Если для всех зрелищных видов «игра является основным звеном, создает стержень процесса»[lxxxv], если один из этапов этого процесса — контакт со зрелищем — всегда род со-игры, то все-таки и здесь есть свои градации: не нужно особо доказывать, что в театре игровое начало выражено ярче и полнее, чем в кино.

{52} Что касается телезрелища, то оно в этом плане ближе придвигается к театру, нежели к кинематографу. Игровой тип контакта, игровое соучастие имеет корреляты «внутри» ТВ-зрелища — в тех его театральных структурах, которые обнаружились в ходе нашего анализа телевизионного репортажного времени.

Кинозритель находится вне событий фильма, тогда как в реальной жизни мы являемся их участниками и потому обладаем возможностью вмешаться в них. Замечено, что сама идея настоящего возникает как отражение связи между временем и действием. Я осознаю настоящее как таковое через собственное действие[lxxxvi]. Иначе говоря, настоящее в индивидуальном опыте связано не только с категориями события, становления, но также с принципом вмешательства.

Театральный зритель отделен от событий сценического действия только рампой: у него всегда остается потенциальная возможность вмешательства. Были времена, когда зрительское вмешательство предполагалось театральной конвенцией, затем оно проявлялось в виде разного рода эксцессов (зрители «не позволяли» задушить Дездемону, выпить яд Джульетте и тому подобное). Такого рода крайности обнажают природу театра: «когда зритель вмешивается, то это показывает, что зритель всегда духовно активен и по-своему принимает участие в спектакле»[lxxxvii].

Потенция зрительского вмешательства — эстетически значимое для театра обстоятельство: ведь «суггестивная сеть» набрасывается не только со сцены на зал[lxxxviii]; в свою очередь и зал суггестивно, заразительно воздействует на сцену — и прежде всего реальной возможностью вмешаться. Поэтому так важно творцу театрального действа присутствие зрителя. «Центр театра — это зрители, молчаливый, внимательно слушающий хор»[lxxxix]. Эта лаконичная формула Стрелера — конечно, формула его собственного театра (театр — «место, где свободно собравшееся сообщество людей познает себя»[xc] — отсюда и молчаливость хора). Но одновременно это и формула природы театра как такового: театру необходим хор, хотя бы и молчаливый, молчащий, но могущий в любой момент, прервав молчание, вступить в диалог.

Внешне положение телезрителя как будто мало чем отличается от положения кинозрителя: перед ним проходит на экране череда изображений, остановить движение которых он не может. Но то, что дистанция между зрелищем и зрителем не временная, а лишь пространственная, существенно меняет положение вещей.

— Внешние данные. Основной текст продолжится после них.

use std::ffi::{CStr, c_char};

/// Raw return value of a native call.
///
/// The flat API returns everything in one register; how those bits are read
/// depends on the declared C return type of the function that was called.
#[derive(Debug, Clone, Copy, PartialEq, Eq, Default, Hash)]
pub struct NativeWord(pub usize);

impl NativeWord {
    #[inline]
    pub const fn raw(self) -> usize {
        self.0
    }

    /// C `bool` only defines the low byte; the rest of the register is garbage.
    #[inline]
    pub const fn as_bool(self) -> bool {
        self.0 as u8 != 0
    }

    #[inline]
    pub const fn as_i32(self) -> i32 {
        self.0 as i32
    }

    #[inline]
    pub const fn as_u32(self) -> u32 {
        self.0 as u32
    }

    #[inline]
    pub const fn as_u64(self) -> u64 {
        self.0 as u64
    }

    #[inline]
    pub const fn as_ptr<T>(self) -> *const T {
        self.0 as *const T
    }

    #[inline]
    pub const fn is_null(self) -> bool {
        self.0 == 0
    }

    /// Copy a NUL-terminated string out of native memory.
    ///
    /// # Safety
    /// The word must be null or point to a NUL-terminated string that stays
    /// valid for the duration of this call.
    pub unsafe fn to_string_lossy(self) -> Option<String> {
        if self.is_null() {
            return None;
        }
        let text = unsafe { CStr::from_ptr(self.as_ptr::<c_char>()) };
        Some(text.to_string_lossy().into_owned())
    }
}

impl From<usize> for NativeWord {
    fn from(value: usize) -> Self {
        Self(value)
    }
}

Кинозритель даже потенциально, в принципе лишен возможности вмешательства в события фильма, поскольку на экране перед ним разворачивается запечатленное прошедшее. Телезритель же сохраняет потенцию вмешательства, что вносит своеобразную психологическую окраску в его переживание. Как мы знаем, эта потенция не только реализуется в целом ряде разновидностей ТВ-зрелища (открытый эфир), но зрительское участие становится для них структурообразующим принципом. В других случаях принцип вмешательства, {53} приобретая скрытый характер, остается доминантной основой зрительской позиции по отношению к ТВ-зрелищу.

Ясно, что изучение конкретных установок зрительской аудитории ТВ, их многообразия, их вариантности и устойчивости — точно так же, как исследование и построение модели «психологии телеискусства» — забота и задача специалиста-психолога[xci]. Наша цель — обозначить общий контур телевизионного контакта, его типологическую основу, определяемую системой характеристик ТВ и имеющую свои корреляты в структуре ТВ-зрелища. Именно поэтому мы исключаем из поля зрения такие традиционно упоминаемые в связи с проблемой телевосприятия качества, как «интимность», «доверительный характер общения» и тому подобное: пожалуй, их можно, вслед за Феллини, отнести к области необязательной «беллетристики», рассматривая инвариантные данности ТВ: ведь они обусловлены не свойствами телезрелища как такового, а определенных его разновидностей; потому-то на «интимный» контакт и доверительный лад человеку у телеэкрана приходится особо и специально настраиваться. Тогда как игровое участие и принцип вмешательства — функция всей системы характеристик ТВ.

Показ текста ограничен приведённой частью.